— What to do —
Which lines below contain the word "InventoryRecordId"? Copy each one.

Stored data
────
//! The order-creation request DTO.

use common::{Currency, CustomerId, SellerId, VariantId};
use domain::order::Address;
use serde::{Deserialize, Serialize};

/// One requested line: which variant, from which seller, how many.
#[derive(Debug, Clone, Serialize, Deserialize)]
pub struct RequestedItem {
    pub variant_id: VariantId,
    pub seller_id: SellerId,
    pub quantity: i64,
}

/// Everything a caller supplies to create an order.
///
/// Prices are deliberately absent — the pricing collaborator computes
/// and locks them; a client can never dictate what it pays.
#[derive(Debug, Clone, Serialize, Deserialize)]
pub struct CreateOrderRequest {
    pub customer_id: CustomerId,
    pub currency: Currency,
    pub items: Vec<RequestedItem>,
    pub shipping_address: Address,
    pub billing_address: Address,
}
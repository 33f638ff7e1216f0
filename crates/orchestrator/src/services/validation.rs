//! Validation collaborator: structural and business-rule checks run
//! before any side effect exists.

use std::collections::HashSet;
use std::sync::{Arc, RwLock};

use async_trait::async_trait;
use common::CustomerId;

use crate::error::OrchestratorError;
use crate::request::{CreateOrderRequest, RequestedItem};

/// Trait for the external validation system.
///
/// Each check either passes silently or fails with a descriptive reason.
#[async_trait]
pub trait ValidationService: Send + Sync {
    /// Structural checks on the request itself.
    async fn validate_order_structure(
        &self,
        request: &CreateOrderRequest,
    ) -> Result<(), OrchestratorError>;

    /// Customer existence and active-state check.
    async fn validate_customer(&self, customer_id: CustomerId) -> Result<(), OrchestratorError>;

    /// Variant existence and availability-for-sale check.
    async fn validate_variants(&self, items: &[RequestedItem]) -> Result<(), OrchestratorError>;

    /// Advisory stock pre-check; the reservation engine is still the
    /// authority.
    async fn validate_inventory_availability(
        &self,
        items: &[RequestedItem],
    ) -> Result<(), OrchestratorError>;

    /// Cross-cutting business rules (order limits, embargoes, ...).
    async fn validate_business_rules(
        &self,
        request: &CreateOrderRequest,
    ) -> Result<(), OrchestratorError>;
}

#[derive(Debug, Default)]
struct ValidationState {
    blocked_customers: HashSet<CustomerId>,
    fail_on_variants: bool,
    fail_on_availability: bool,
    fail_on_business_rules: bool,
}

/// In-memory validation service for testing.
///
/// Structural checks are real; the external lookups (customer, variant,
/// availability, business rules) default to passing and can be flipped
/// to fail.
#[derive(Debug, Clone, Default)]
pub struct InMemoryValidationService {
    state: Arc<RwLock<ValidationState>>,
}

impl InMemoryValidationService {
    /// Creates a permissive validation service.
    pub fn new() -> Self {
        Self::default()
    }

    /// Marks a customer as blocked/inactive.
    pub fn block_customer(&self, customer_id: CustomerId) {
        self.state
            .write()
            .unwrap()
            .blocked_customers
            .insert(customer_id);
    }

    /// Makes `validate_variants` fail.
    pub fn set_fail_on_variants(&self, fail: bool) {
        self.state.write().unwrap().fail_on_variants = fail;
    }

    /// Makes `validate_inventory_availability` fail.
    pub fn set_fail_on_availability(&self, fail: bool) {
        self.state.write().unwrap().fail_on_availability = fail;
    }

    /// Makes `validate_business_rules` fail.
    pub fn set_fail_on_business_rules(&self, fail: bool) {
        self.state.write().unwrap().fail_on_business_rules = fail;
    }
}

#[async_trait]
impl ValidationService for InMemoryValidationService {
    async fn validate_order_structure(
        &self,
        request: &CreateOrderRequest,
    ) -> Result<(), OrchestratorError> {
        if request.items.is_empty() {
            return Err(OrchestratorError::Validation(
                "order must contain at least one item".to_string(),
            ));
        }
        for item in &request.items {
            if item.quantity <= 0 {
                return Err(OrchestratorError::Validation(format!(
                    "quantity for variant {} must be positive, got {}",
                    item.variant_id, item.quantity
                )));
            }
        }
        if request.shipping_address.country.is_empty()
            || request.billing_address.country.is_empty()
        {
            return Err(OrchestratorError::Validation(
                "addresses must carry a country".to_string(),
            ));
        }
        Ok(())
    }

    async fn validate_customer(&self, customer_id: CustomerId) -> Result<(), OrchestratorError> {
        if self
            .state
            .read()
            .unwrap()
            .blocked_customers
            .contains(&customer_id)
        {
            return Err(OrchestratorError::Validation(format!(
                "customer {customer_id} is not active"
            )));
        }
        Ok(())
    }

    async fn validate_variants(&self, _items: &[RequestedItem]) -> Result<(), OrchestratorError> {
        if self.state.read().unwrap().fail_on_variants {
            return Err(OrchestratorError::Validation(
                "one or more variants are not available for sale".to_string(),
            ));
        }
        Ok(())
    }

    async fn validate_inventory_availability(
        &self,
        _items: &[RequestedItem],
    ) -> Result<(), OrchestratorError> {
        if self.state.read().unwrap().fail_on_availability {
            return Err(OrchestratorError::Validation(
                "requested quantities exceed advertised availability".to_string(),
            ));
        }
        Ok(())
    }

    async fn validate_business_rules(
        &self,
        _request: &CreateOrderRequest,
    ) -> Result<(), OrchestratorError> {
        if self.state.read().unwrap().fail_on_business_rules {
            return Err(OrchestratorError::Validation(
                "order violates a business rule".to_string(),
            ));
        }
        Ok(())
    }
}
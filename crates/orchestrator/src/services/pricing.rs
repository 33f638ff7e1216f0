//! Pricing collaborator: item pricing, taxes, shipping, discounts, and
//! price locks.

use std::collections::HashMap;
use std::sync::{Arc, RwLock};

use async_trait::async_trait;
use common::{CustomerId, Money, SellerId, VariantId};
use domain::order::{Address, ProductSnapshot};

use crate::error::OrchestratorError;
use crate::request::RequestedItem;

/// One request line after pricing: the unit price and the catalog
/// snapshot frozen for the order item.
#[derive(Debug, Clone)]
pub struct PricedItem {
    pub variant_id: VariantId,
    pub seller_id: SellerId,
    pub quantity: i64,
    pub unit_price: Money,
    pub total_price: Money,
    pub snapshot: ProductSnapshot,
}

/// A logical lock on a computed order total.
///
/// Not a database lock: it pins the total against concurrent promotion
/// or price changes until the order is persisted.
#[derive(Debug, Clone)]
pub struct PriceLock {
    pub lock_id: String,
    pub final_total: Money,
}

/// Trait for the external pricing system.
#[async_trait]
pub trait PricingService: Send + Sync {
    /// Prices each requested item and returns its frozen catalog snapshot.
    async fn calculate_item_pricing(
        &self,
        items: &[RequestedItem],
        customer_id: CustomerId,
    ) -> Result<Vec<PricedItem>, OrchestratorError>;

    /// Computes taxes for the priced items shipped to the given address.
    async fn calculate_taxes(
        &self,
        items: &[PricedItem],
        shipping_address: &Address,
    ) -> Result<Money, OrchestratorError>;

    /// Computes the shipping cost.
    async fn calculate_shipping(
        &self,
        items: &[PricedItem],
        shipping_address: &Address,
    ) -> Result<Money, OrchestratorError>;

    /// Computes the discount to subtract from the total.
    async fn apply_discounts(
        &self,
        subtotal: Money,
        customer_id: CustomerId,
    ) -> Result<Money, OrchestratorError>;

    /// Locks the computed total against concurrent price changes.
    async fn lock_prices(
        &self,
        customer_id: CustomerId,
        total: Money,
    ) -> Result<PriceLock, OrchestratorError>;

    /// Releases a previously taken price lock.
    async fn release_price_lock(&self, lock_id: &str) -> Result<(), OrchestratorError>;
}

#[derive(Debug, Default)]
struct PricingState {
    prices: HashMap<VariantId, Money>,
    names: HashMap<VariantId, String>,
    tax_rate_bps: i64,
    shipping_flat: Money,
    discount: Money,
    locks: HashMap<String, Money>,
    released_locks: Vec<String>,
    next_lock: u32,
    fail_on_pricing: bool,
    fail_on_lock: bool,
}

/// In-memory pricing service for testing.
#[derive(Debug, Clone, Default)]
pub struct InMemoryPricingService {
    state: Arc<RwLock<PricingState>>,
}

impl InMemoryPricingService {
    /// Creates a pricing service with no prices, no tax, no shipping.
    pub fn new() -> Self {
        Self::default()
    }

    /// Sets the unit price for a variant.
    pub fn set_price(&self, variant_id: VariantId, unit_price: Money) {
        let mut state = self.state.write().unwrap();
        state.prices.insert(variant_id, unit_price);
    }

    /// Sets the display name used in the variant's snapshot.
    pub fn set_name(&self, variant_id: VariantId, name: impl Into<String>) {
        self.state
            .write()
            .unwrap()
            .names
            .insert(variant_id, name.into());
    }

    /// Sets the tax rate in basis points (875 = 8.75%).
    pub fn set_tax_rate_bps(&self, bps: i64) {
        self.state.write().unwrap().tax_rate_bps = bps;
    }

    /// Sets the flat shipping cost.
    pub fn set_shipping_flat(&self, amount: Money) {
        self.state.write().unwrap().shipping_flat = amount;
    }

    /// Sets the discount returned by `apply_discounts`.
    pub fn set_discount(&self, amount: Money) {
        self.state.write().unwrap().discount = amount;
    }

    /// Makes `calculate_item_pricing` fail.
    pub fn set_fail_on_pricing(&self, fail: bool) {
        self.state.write().unwrap().fail_on_pricing = fail;
    }

    /// Makes `lock_prices` fail.
    pub fn set_fail_on_lock(&self, fail: bool) {
        self.state.write().unwrap().fail_on_lock = fail;
    }

    /// Number of currently held locks.
    pub fn active_lock_count(&self) -> usize {
        self.state.read().unwrap().locks.len()
    }

    /// Number of locks that were released.
    pub fn released_lock_count(&self) -> usize {
        self.state.read().unwrap().released_locks.len()
    }
}

#[async_trait]
impl PricingService for InMemoryPricingService {
    async fn calculate_item_pricing(
        &self,
        items: &[RequestedItem],
        _customer_id: CustomerId,
    ) -> Result<Vec<PricedItem>, OrchestratorError> {
        let state = self.state.read().unwrap();
        if state.fail_on_pricing {
            return Err(OrchestratorError::Pricing(
                "pricing backend unavailable".to_string(),
            ));
        }

        items
            .iter()
            .map(|item| {
                let unit_price = state.prices.get(&item.variant_id).copied().ok_or_else(|| {
                    OrchestratorError::Pricing(format!("no price for variant {}", item.variant_id))
                })?;
                let name = state
                    .names
                    .get(&item.variant_id)
                    .cloned()
                    .unwrap_or_else(|| format!("Variant {}", item.variant_id));
                Ok(PricedItem {
                    variant_id: item.variant_id,
                    seller_id: item.seller_id,
                    quantity: item.quantity,
                    unit_price,
                    total_price: unit_price.multiply(item.quantity),
                    snapshot: ProductSnapshot {
                        product_name: name.clone(),
                        variant_name: name,
                        brand_name: None,
                        category_name: None,
                        seller_name: format!("Seller {}", item.seller_id),
                        attributes: Default::default(),
                    },
                })
            })
            .collect()
    }

    async fn calculate_taxes(
        &self,
        items: &[PricedItem],
        _shipping_address: &Address,
    ) -> Result<Money, OrchestratorError> {
        let state = self.state.read().unwrap();
        let subtotal: Money = items.iter().map(|i| i.total_price).sum();
        Ok(Money::from_minor(
            subtotal.minor() * state.tax_rate_bps / 10_000,
        ))
    }

    async fn calculate_shipping(
        &self,
        items: &[PricedItem],
        _shipping_address: &Address,
    ) -> Result<Money, OrchestratorError> {
        if items.is_empty() {
            return Ok(Money::zero());
        }
        Ok(self.state.read().unwrap().shipping_flat)
    }

    async fn apply_discounts(
        &self,
        _subtotal: Money,
        _customer_id: CustomerId,
    ) -> Result<Money, OrchestratorError> {
        Ok(self.state.read().unwrap().discount)
    }

    async fn lock_prices(
        &self,
        _customer_id: CustomerId,
        total: Money,
    ) -> Result<PriceLock, OrchestratorError> {
        let mut state = self.state.write().unwrap();
        if state.fail_on_lock {
            return Err(OrchestratorError::Pricing(
                "price lock unavailable".to_string(),
            ));
        }
        state.next_lock += 1;
        let lock_id = format!("LOCK-{:04}", state.next_lock);
        state.locks.insert(lock_id.clone(), total);
        Ok(PriceLock {
            lock_id,
            final_total: total,
        })
    }

    async fn release_price_lock(&self, lock_id: &str) -> Result<(), OrchestratorError> {
        let mut state = self.state.write().unwrap();
        state.locks.remove(lock_id);
        state.released_locks.push(lock_id.to_string());
        Ok(())
    }
}

#[cfg(test)]
mod tests {
    use super::*;
    use common::SellerId;

    fn requested(variant_id: VariantId, quantity: i64) -> RequestedItem {
        RequestedItem {
            variant_id,
            seller_id: SellerId::new(),
            quantity,
        }
    }

    #[tokio::test]
    async fn prices_and_snapshots_come_from_the_catalog() {
        let pricing = InMemoryPricingService::new();
        let variant_id = VariantId::new();
        pricing.set_price(variant_id, Money::from_minor(1250));
        pricing.set_name(variant_id, "Trail Shoe 42");

        let priced = pricing
            .calculate_item_pricing(&[requested(variant_id, 2)], CustomerId::new())
            .await
            .unwrap();

        assert_eq!(priced[0].unit_price, Money::from_minor(1250));
        assert_eq!(priced[0].total_price, Money::from_minor(2500));
        assert_eq!(priced[0].snapshot.product_name, "Trail Shoe 42");
    }

    #[tokio::test]
    async fn unpriced_variant_fails() {
        let pricing = InMemoryPricingService::new();
        let result = pricing
            .calculate_item_pricing(&[requested(VariantId::new(), 1)], CustomerId::new())
            .await;
        assert!(matches!(result, Err(OrchestratorError::Pricing(_))));
    }

    #[tokio::test]
    async fn tax_uses_basis_points() {
        let pricing = InMemoryPricingService::new();
        let variant_id = VariantId::new();
        pricing.set_price(variant_id, Money::from_minor(10_000));
        pricing.set_tax_rate_bps(875);

        let priced = pricing
            .calculate_item_pricing(&[requested(variant_id, 1)], CustomerId::new())
            .await
            .unwrap();
        let tax = pricing
            .calculate_taxes(
                &priced,
                &Address {
                    name: String::new(),
                    line1: String::new(),
                    line2: None,
                    city: String::new(),
                    postal_code: String::new(),
                    country: "US".to_string(),
                },
            )
            .await
            .unwrap();
        assert_eq!(tax, Money::from_minor(875));
    }

    #[tokio::test]
    async fn locks_are_tracked_and_released() {
        let pricing = InMemoryPricingService::new();
        let lock = pricing
            .lock_prices(CustomerId::new(), Money::from_minor(5000))
            .await
            .unwrap();
        assert_eq!(pricing.active_lock_count(), 1);

        pricing.release_price_lock(&lock.lock_id).await.unwrap();
        assert_eq!(pricing.active_lock_count(), 0);
        assert_eq!(pricing.released_lock_count(), 1);
    }
}
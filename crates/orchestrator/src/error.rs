//! Orchestrator error taxonomy.

use domain::inventory::InventoryError;
use domain::order::OrderError;
use inventory::ReservationError;
use store::StoreError;
use thiserror::Error;

/// Errors surfaced by order creation.
///
/// Business failures are `Err` values, never panics; [`ErrorKind`]
/// classifies each one so callers can tell "retrying won't help without
/// different input" apart from transient infrastructure trouble.
#[derive(Debug, Error)]
pub enum OrchestratorError {
    /// Bad input, unknown customer/variant, or a business-rule breach.
    /// Rejected before any side effect exists.
    #[error("validation failed: {0}")]
    Validation(String),

    /// The pricing collaborator failed.
    #[error("pricing service error: {0}")]
    Pricing(String),

    /// Reserving stock failed.
    #[error("inventory reservation failed: {0}")]
    Reservation(#[from] ReservationError),

    /// The order aggregate rejected its invariants.
    #[error("order error: {0}")]
    Order(#[from] OrderError),

    /// The storage layer failed.
    #[error("storage error: {0}")]
    Store(#[from] StoreError),
}

/// Coarse classification for callers and the HTTP layer.
#[derive(Debug, Clone, Copy, PartialEq, Eq)]
pub enum ErrorKind {
    /// Rejected input; fix the request.
    Validation,
    /// A conflicting fact (insufficient stock, duplicate key, lost
    /// serializable race); retrying verbatim will not help.
    Conflict,
    /// An illegal state transition or frozen-field mutation.
    State,
    /// Infrastructure fault; retry later.
    Infrastructure,
}

impl OrchestratorError {
    /// Classifies the error per the taxonomy above.
    pub fn kind(&self) -> ErrorKind {
        match self {
            OrchestratorError::Validation(_) => ErrorKind::Validation,
            OrchestratorError::Pricing(_) => ErrorKind::Infrastructure,
            OrchestratorError::Reservation(err) => match err {
                ReservationError::RecordNotFound { .. } | ReservationError::NotFound(_) => {
                    ErrorKind::Validation
                }
                ReservationError::AlreadyResolved { .. } => ErrorKind::Conflict,
                ReservationError::Inventory(InventoryError::InsufficientStock { .. }) => {
                    ErrorKind::Conflict
                }
                ReservationError::Inventory(InventoryError::InvalidState { .. }) => ErrorKind::State,
                ReservationError::Inventory(_) => ErrorKind::Validation,
                ReservationError::Store(store_err) => store_kind(store_err),
            },
            OrchestratorError::Order(err) => match err {
                OrderError::InvalidTransition { .. } | OrderError::Immutable { .. } => {
                    ErrorKind::State
                }
                _ => ErrorKind::Validation,
            },
            OrchestratorError::Store(err) => store_kind(err),
        }
    }
}

fn store_kind(err: &StoreError) -> ErrorKind {
    match err {
        StoreError::DuplicateKey { .. } | StoreError::SerializationConflict => ErrorKind::Conflict,
        _ => ErrorKind::Infrastructure,
    }
}

#[cfg(test)]
mod tests {
    use super::*;
    use common::{ReservationKey, SellerId, VariantId};
    use domain::inventory::ReservationStatus;
    use domain::order::OrderStatus;

    #[test]
    fn validation_errors_classify_as_validation() {
        let err = OrchestratorError::Validation("missing items".to_string());
        assert_eq!(err.kind(), ErrorKind::Validation);
    }

    #[test]
    fn insufficient_stock_is_a_conflict() {
        let err = OrchestratorError::Reservation(ReservationError::Inventory(
            InventoryError::InsufficientStock {
                requested: 5,
                available: 2,
            },
        ));
        assert_eq!(err.kind(), ErrorKind::Conflict);
    }

    #[test]
    fn already_resolved_is_a_conflict() {
        let err = OrchestratorError::Reservation(ReservationError::AlreadyResolved {
            key: ReservationKey::new("k"),
            status: ReservationStatus::Committed,
        });
        assert_eq!(err.kind(), ErrorKind::Conflict);
    }

    #[test]
    fn invalid_transition_is_a_state_error() {
        let err = OrchestratorError::Order(OrderError::InvalidTransition {
            from: OrderStatus::Pending,
            to: OrderStatus::Shipped,
        });
        assert_eq!(err.kind(), ErrorKind::State);

        let err = OrchestratorError::Order(OrderError::Immutable {
            field: "shipping_address",
            status: OrderStatus::Confirmed,
        });
        assert_eq!(err.kind(), ErrorKind::State);
    }

    #[test]
    fn missing_record_reads_as_bad_input() {
        let err = OrchestratorError::Reservation(ReservationError::RecordNotFound {
            variant_id: VariantId::new(),
            seller_id: SellerId::new(),
        });
        assert_eq!(err.kind(), ErrorKind::Validation);
    }

    #[test]
    fn serialization_conflicts_and_duplicates_are_conflicts() {
        let err = OrchestratorError::Store(StoreError::SerializationConflict);
        assert_eq!(err.kind(), ErrorKind::Conflict);

        let err = OrchestratorError::Store(StoreError::DuplicateKey {
            entity: "order",
            key: "ORD-1".to_string(),
        });
        assert_eq!(err.kind(), ErrorKind::Conflict);
    }

    #[test]
    fn pricing_failures_are_infrastructure() {
        let err = OrchestratorError::Pricing("pricing backend down".to_string());
        assert_eq!(err.kind(), ErrorKind::Infrastructure);
    }
}
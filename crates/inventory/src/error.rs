use common::{ReservationKey, SellerId, VariantId};
use domain::inventory::{InventoryError, ReservationStatus};
use store::StoreError;
use thiserror::Error;

/// Errors that can occur during reservation engine operations.
#[derive(Debug, Error)]
pub enum ReservationError {
    /// No ledger record exists for the (variant, seller) pair.
    #[error("inventory record not found for variant {variant_id}, seller {seller_id}")]
    RecordNotFound {
        variant_id: VariantId,
        seller_id: SellerId,
    },

    /// No reservation exists under this key.
    #[error("reservation not found: {0}")]
    NotFound(ReservationKey),

    /// `reserve` was replayed with a key that already resolved; retrying
    /// cannot succeed without a different key.
    #[error("reservation {key} was already resolved as {status}")]
    AlreadyResolved {
        key: ReservationKey,
        status: ReservationStatus,
    },

    /// Ledger arithmetic or reservation transition guard
    /// (insufficient stock, double release).
    #[error(transparent)]
    Inventory(#[from] InventoryError),

    /// Storage failure.
    #[error(transparent)]
    Store(#[from] StoreError),
}

/// Result type for engine operations.
pub type Result<T> = std::result::Result<T, ReservationError>;
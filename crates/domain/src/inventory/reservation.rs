use chrono::{DateTime, Utc};
use common::{InventoryRecordId, ReservationId, ReservationKey};
use serde::{Deserialize, Serialize};

use super::InventoryError;

/// Lifecycle of a stock hold.
///
/// `Active` is the only non-terminal state; a reservation resolves
/// exactly once, either by release (stock returns to available) or by
/// commit (stock is consumed).
#[derive(Debug, Clone, Copy, PartialEq, Eq, Hash, Serialize, Deserialize)]
pub enum ReservationStatus {
    Active,
    Released,
    Committed,
}

impl ReservationStatus {
    /// Returns true if the reservation still holds stock.
    pub fn is_active(&self) -> bool {
        matches!(self, ReservationStatus::Active)
    }

    /// Returns the status name as a string.
    pub fn as_str(&self) -> &'static str {
        match self {
            ReservationStatus::Active => "Active",
            ReservationStatus::Released => "Released",
            ReservationStatus::Committed => "Committed",
        }
    }
}

impl std::fmt::Display for ReservationStatus {
    fn fmt(&self, f: &mut std::fmt::Formatter<'_>) -> std::fmt::Result {
        write!(f, "{}", self.as_str())
    }
}

impl std::str::FromStr for ReservationStatus {
    type Err = String;

    fn from_str(s: &str) -> Result<Self, Self::Err> {
        match s {
            "Active" => Ok(ReservationStatus::Active),
            "Released" => Ok(ReservationStatus::Released),
            "Committed" => Ok(ReservationStatus::Committed),
            other => Err(format!("unknown reservation status: {other}")),
        }
    }
}

/// A time-boxed hold of stock against one inventory record, keyed by a
/// client- or orchestrator-supplied idempotency token.
#[derive(Debug, Clone, PartialEq, Eq, Serialize, Deserialize)]
pub struct InventoryReservation {
    pub id: ReservationId,
    pub record_id: InventoryRecordId,
    pub quantity: i64,
    pub reservation_key: ReservationKey,
    pub reference_type: String,
    pub reference_id: String,
    pub status: ReservationStatus,
    pub expires_at: DateTime<Utc>,
    pub created_by: String,
    pub created_at: DateTime<Utc>,
}

impl InventoryReservation {
    /// Creates a new active reservation.
    #[allow(clippy::too_many_arguments)]
    pub fn new(
        record_id: InventoryRecordId,
        quantity: i64,
        reservation_key: ReservationKey,
        reference_type: impl Into<String>,
        reference_id: impl Into<String>,
        expires_at: DateTime<Utc>,
        created_by: impl Into<String>,
    ) -> Result<Self, InventoryError> {
        if quantity <= 0 {
            return Err(InventoryError::QuantityNotPositive(quantity));
        }
        Ok(Self {
            id: ReservationId::new(),
            record_id,
            quantity,
            reservation_key,
            reference_type: reference_type.into(),
            reference_id: reference_id.into(),
            status: ReservationStatus::Active,
            expires_at,
            created_by: created_by.into(),
            created_at: Utc::now(),
        })
    }

    /// Resolves the reservation as released. Fails `InvalidState` unless
    /// active, so a double release cannot double-credit stock.
    pub fn release(&mut self) -> Result<(), InventoryError> {
        self.transition(ReservationStatus::Released)
    }

    /// Resolves the reservation as committed.
    pub fn commit(&mut self) -> Result<(), InventoryError> {
        self.transition(ReservationStatus::Committed)
    }

    fn transition(&mut self, next: ReservationStatus) -> Result<(), InventoryError> {
        if !self.status.is_active() {
            return Err(InventoryError::InvalidState {
                expected: ReservationStatus::Active,
                actual: self.status,
            });
        }
        self.status = next;
        Ok(())
    }

    /// Returns true once the hold has passed its deadline.
    pub fn is_expired(&self, now: DateTime<Utc>) -> bool {
        self.expires_at <= now
    }
}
────
— Answer below —
use common::{InventoryRecordId, ReservationId, ReservationKey};
    pub record_id: InventoryRecordId,
        record_id: InventoryRecordId,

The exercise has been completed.